Стаканский продиктовал, объяснив интимные подробности дороги, его охватил настоящий ужас, он подумал, что успеет принять душ, но не успеет прибрать квартиру, да и как одеться, если все грязное, и нету в доме ни капли вина — неужели это произойдет именно сегодня… Он увидел в ванной кучу носков и трусов, своих и отцовских, спрятал в бачок, достал из потайного ящика ксерокс Бродского, небрежно положил на ночную тумбочку: будем говорить… Вдруг на него глянула грудастая, с похотливым изгибом женщина, он сорвал плакат со стены, засунул под кровать, но, подумав, перепрятал в стол, в этот момент раздался звонок, он открыл дверь, придав лицу безразличное выражение, и увидел девочку с ободранными коленками, какую-то странную, коленастую девочку-кузнечик, она заученным тоном спросила макулатуру, но за ее спиной лязгнул лифт и, приветственно размахивая рукой, вышла веселая Анжела.

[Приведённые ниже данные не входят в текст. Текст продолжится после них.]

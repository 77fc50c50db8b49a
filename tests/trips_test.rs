//! Integration tests for the trips API: CRUD, pagination, derived expense
//! fields and the category aggregation report.

mod common;

use axum::http::StatusCode;
use common::TestClient;
use serde_json::json;

#[tokio::test]
async fn test_create_and_get_trip() {
    let client = TestClient::new();
    let id = client
        .create_trip("South coast", "Galle", "2025-03-01", "2025-03-10", None)
        .await;

    let (status, body) = client.get_value(&format!("/api/trips/{}", id)).await;
    assert_eq!(status, StatusCode::OK);
    assert_eq!(body["data"]["name"], "South coast");
    assert_eq!(body["data"]["destination"], "Galle");
    assert_eq!(body["data"]["isActive"], true);
    assert_eq!(body["data"]["totalExpenses"], 0.0);
    assert_eq!(body["data"]["budgetRemaining"], serde_json::Value::Null);
}

#[tokio::test]
async fn test_create_trip_rejects_reversed_dates() {
    let client = TestClient::new();
    let (status, body) = client
        .post_json(
            "/api/trips",
            &json!({
                "name": "Backwards",
                "destination": "Kandy",
                "startDate": "2025-03-10",
                "endDate": "2025-03-01",
            }),
        )
        .await;

    assert_eq!(status, StatusCode::BAD_REQUEST);
    assert!(body.contains("Start date must not be after end date"));
}

#[tokio::test]
async fn test_budget_remaining_subtracts_expenses() {
    let client = TestClient::new();
    let id = client
        .create_trip("Budgeted", "Ella", "2025-04-01", "2025-04-10", Some(1000.0))
        .await;

    client
        .create_expense("Hotel", 200.0, "Accommodation", "2025-04-02", Some(id))
        .await;
    client
        .create_expense("Dinner", 100.0, "Food", "2025-04-02", Some(id))
        .await;

    let (_, body) = client.get_value(&format!("/api/trips/{}", id)).await;
    assert_eq!(body["data"]["totalExpenses"], 300.0);
    assert_eq!(body["data"]["totalExpensesCount"], 2);
    assert_eq!(body["data"]["budgetRemaining"], 700.0);
    assert_eq!(body["data"]["budget"]["amount"], 1000.0);
}

#[tokio::test]
async fn test_trip_listing_attaches_costs() {
    let client = TestClient::new();
    let with_budget = client
        .create_trip("Funded", "Galle", "2025-01-01", "2025-01-05", Some(500.0))
        .await;
    client
        .create_trip("Unfunded", "Jaffna", "2025-02-01", "2025-02-05", None)
        .await;

    client
        .create_expense("Bus", 30.0, "Transportation", "2025-01-02", Some(with_budget))
        .await;

    let (status, body) = client.get_value("/api/trips").await;
    assert_eq!(status, StatusCode::OK);
    assert_eq!(body["results"], 2);

    let data = body["data"].as_array().unwrap();
    let funded = data.iter().find(|t| t["name"] == "Funded").unwrap();
    assert_eq!(funded["totalExpenses"], 30.0);
    assert_eq!(funded["budgetRemaining"], 470.0);

    let unfunded = data.iter().find(|t| t["name"] == "Unfunded").unwrap();
    assert_eq!(unfunded["totalExpenses"], 0.0);
    assert_eq!(unfunded["budgetRemaining"], serde_json::Value::Null);
}

#[tokio::test]
async fn test_pagination_math() {
    let client = TestClient::new();
    for i in 0..45 {
        client
            .create_trip(
                &format!("Trip {}", i),
                "Colombo",
                "2025-01-01",
                "2025-01-02",
                None,
            )
            .await;
    }

    let (status, body) = client.get_value("/api/trips?page=2&limit=20").await;
    assert_eq!(status, StatusCode::OK);
    assert_eq!(body["results"], 20);
    assert_eq!(body["total"], 45);
    assert_eq!(body["pages"], 3);
    assert_eq!(body["currentPage"], 2);

    let (_, body) = client.get_value("/api/trips?page=3&limit=20").await;
    assert_eq!(body["results"], 5);
}

#[tokio::test]
async fn test_listing_filters_and_sort() {
    let client = TestClient::new();
    client
        .create_trip("Early", "Kandy", "2025-01-01", "2025-01-10", None)
        .await;
    client
        .create_trip("Late", "Kandy hills", "2025-06-01", "2025-06-10", None)
        .await;
    let inactive = client
        .create_trip("Shelved", "Galle", "2025-03-01", "2025-03-10", None)
        .await;
    client
        .patch_json(
            &format!("/api/trips/{}", inactive),
            &json!({ "isActive": false }),
        )
        .await;

    // destination substring
    let (_, body) = client.get_value("/api/trips?destination=kandy").await;
    assert_eq!(body["results"], 2);

    // active filter
    let (_, body) = client.get_value("/api/trips?isActive=false").await;
    assert_eq!(body["results"], 1);
    assert_eq!(body["data"][0]["name"], "Shelved");

    // date containment
    let (_, body) = client.get_value("/api/trips?date=2025-06-05").await;
    assert_eq!(body["results"], 1);
    assert_eq!(body["data"][0]["name"], "Late");

    // explicit ascending sort by start date
    let (_, body) = client
        .get_value("/api/trips?sortBy=startDate&sortOrder=asc")
        .await;
    assert_eq!(body["data"][0]["name"], "Early");

    // default sort is start date descending
    let (_, body) = client.get_value("/api/trips").await;
    assert_eq!(body["data"][0]["name"], "Late");
}

#[tokio::test]
async fn test_delete_trip_guarded_by_expenses() {
    let client = TestClient::new();
    let id = client
        .create_trip("Guarded", "Galle", "2025-01-01", "2025-01-05", None)
        .await;
    let expense = client
        .create_expense("Taxi", 20.0, "Transportation", "2025-01-02", Some(id))
        .await;

    let (status, body) = client.delete(&format!("/api/trips/{}", id)).await;
    assert_eq!(status, StatusCode::BAD_REQUEST);
    assert!(
        body.contains("Cannot delete trip with 1 expenses"),
        "body: {}",
        body
    );

    // After removing the expense the trip can go
    let (status, _) = client.delete(&format!("/api/expenses/{}", expense)).await;
    assert_eq!(status, StatusCode::NO_CONTENT);

    let (status, _) = client.delete(&format!("/api/trips/{}", id)).await;
    assert_eq!(status, StatusCode::NO_CONTENT);

    let (status, _) = client.get(&format!("/api/trips/{}", id)).await;
    assert_eq!(status, StatusCode::NOT_FOUND);
}

#[tokio::test]
async fn test_add_and_remove_place_membership() {
    let client = TestClient::new();
    let trip = client
        .create_trip("Sightseeing", "Kandy", "2025-01-01", "2025-01-05", None)
        .await;
    let place = client.create_place("Dalada Maligawa", "temple").await;

    let (status, body) = client
        .post_json(
            &format!("/api/trips/{}/places", trip),
            &json!({ "placeId": place }),
        )
        .await;
    assert_eq!(status, StatusCode::OK, "body: {}", body);

    // Duplicate membership is rejected
    let (status, body) = client
        .post_json(
            &format!("/api/trips/{}/places", trip),
            &json!({ "placeId": place }),
        )
        .await;
    assert_eq!(status, StatusCode::BAD_REQUEST);
    assert!(body.contains("Place already added to this trip"));

    // The trip response embeds the place summary
    let (_, body) = client.get_value(&format!("/api/trips/{}", trip)).await;
    assert_eq!(body["data"]["places"][0]["name"], "Dalada Maligawa");

    let (status, _) = client
        .delete(&format!("/api/trips/{}/places/{}", trip, place))
        .await;
    assert_eq!(status, StatusCode::OK);

    // Removing again is a 400, not a 404
    let (status, body) = client
        .delete(&format!("/api/trips/{}/places/{}", trip, place))
        .await;
    assert_eq!(status, StatusCode::BAD_REQUEST);
    assert!(body.contains("Place not found in this trip"));
}

#[tokio::test]
async fn test_category_report_groups_and_sums() {
    let client = TestClient::new();
    let id = client
        .create_trip("Reported", "Ella", "2025-01-01", "2025-01-10", Some(100.0))
        .await;

    client
        .create_expense("Lunch", 10.0, "Food", "2025-01-02", Some(id))
        .await;
    client
        .create_expense("Snacks", 5.0, "Food", "2025-01-03", Some(id))
        .await;
    client
        .create_expense("Train", 20.0, "Transportation", "2025-01-03", Some(id))
        .await;

    let (status, body) = client
        .get_value(&format!("/api/trips/{}/categories", id))
        .await;
    assert_eq!(status, StatusCode::OK);

    // results counts category buckets, not expenses
    assert_eq!(body["results"], 2);

    let categories = body["data"]["categories"].as_array().unwrap();
    let food = categories.iter().find(|c| c["category"] == "Food").unwrap();
    assert_eq!(food["totalAmount"], 15.0);
    assert_eq!(food["count"], 2);

    let transport = categories
        .iter()
        .find(|c| c["category"] == "Transportation")
        .unwrap();
    assert_eq!(transport["totalAmount"], 20.0);
    assert_eq!(transport["count"], 1);

    assert_eq!(body["data"]["totalSpent"], 35.0);
    assert_eq!(body["data"]["budgetRemaining"], 65.0);
    assert_eq!(body["data"]["budget"]["amount"], 100.0);
}

#[tokio::test]
async fn test_category_report_empty_trip() {
    let client = TestClient::new();
    let id = client
        .create_trip("Empty", "Galle", "2025-01-01", "2025-01-10", None)
        .await;

    let (status, body) = client
        .get_value(&format!("/api/trips/{}/categories", id))
        .await;
    assert_eq!(status, StatusCode::OK);
    assert_eq!(body["results"], 0);
    assert_eq!(body["data"]["categories"].as_array().unwrap().len(), 0);
    assert_eq!(body["data"]["totalSpent"], 0.0);
    assert_eq!(body["data"]["budgetRemaining"], serde_json::Value::Null);
}

#[tokio::test]
async fn test_trip_stats() {
    let client = TestClient::new();
    // Past trip
    let past = client
        .create_trip("Past", "Galle", "2020-01-01", "2020-01-05", None)
        .await;
    // Far-future trip
    client
        .create_trip("Future", "Galle", "2099-01-01", "2099-01-05", None)
        .await;

    client
        .create_expense("Old hotel", 80.0, "Accommodation", "2020-01-02", Some(past))
        .await;

    let (status, body) = client.get_value("/api/trips/stats").await;
    assert_eq!(status, StatusCode::OK);
    assert_eq!(body["data"]["totalTrips"], 2);
    assert_eq!(body["data"]["upcomingTrips"], 1);
    assert_eq!(body["data"]["pastTrips"], 1);

    let destinations = body["data"]["destinationStats"].as_array().unwrap();
    assert_eq!(destinations[0]["destination"], "Galle");
    assert_eq!(destinations[0]["count"], 2);

    let trip_expenses = body["data"]["tripExpenses"].as_array().unwrap();
    assert_eq!(trip_expenses.len(), 1);
    assert_eq!(trip_expenses[0]["totalAmount"], 80.0);
    assert_eq!(trip_expenses[0]["trip"]["name"], "Past");
}

#[tokio::test]
async fn test_update_trip_not_found() {
    let client = TestClient::new();
    let (status, _) = client
        .patch_json("/api/trips/42", &json!({ "name": "Ghost" }))
        .await;
    assert_eq!(status, StatusCode::NOT_FOUND);
}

Стаканский принялся неловко снимать с нее шубку, бормоча, подобным светским жестам его никто так и не научил. Анжела нервно дернула плечом.
— Наизнанку, — сказала она. — Рубашечка, батенька, наизнанку-с! Бить тебя сегодня будут, малыш, поди-ка лучше переоденься.
Стаканский не стал переворачивать рубашку, а надел новую, с петушками на белом поле, думая, что так будет смешно, но Анжела даже и не заметила, она прогуливалась, по-хозяйски осматривая вещи, вдруг влезла в отцовский шкаф, двумя пальцами вытащила на свет его голубые зимние кальсоны, послушала, как шумит стромбус, сделала раковиной круговое движение, мультипликационно побрившись.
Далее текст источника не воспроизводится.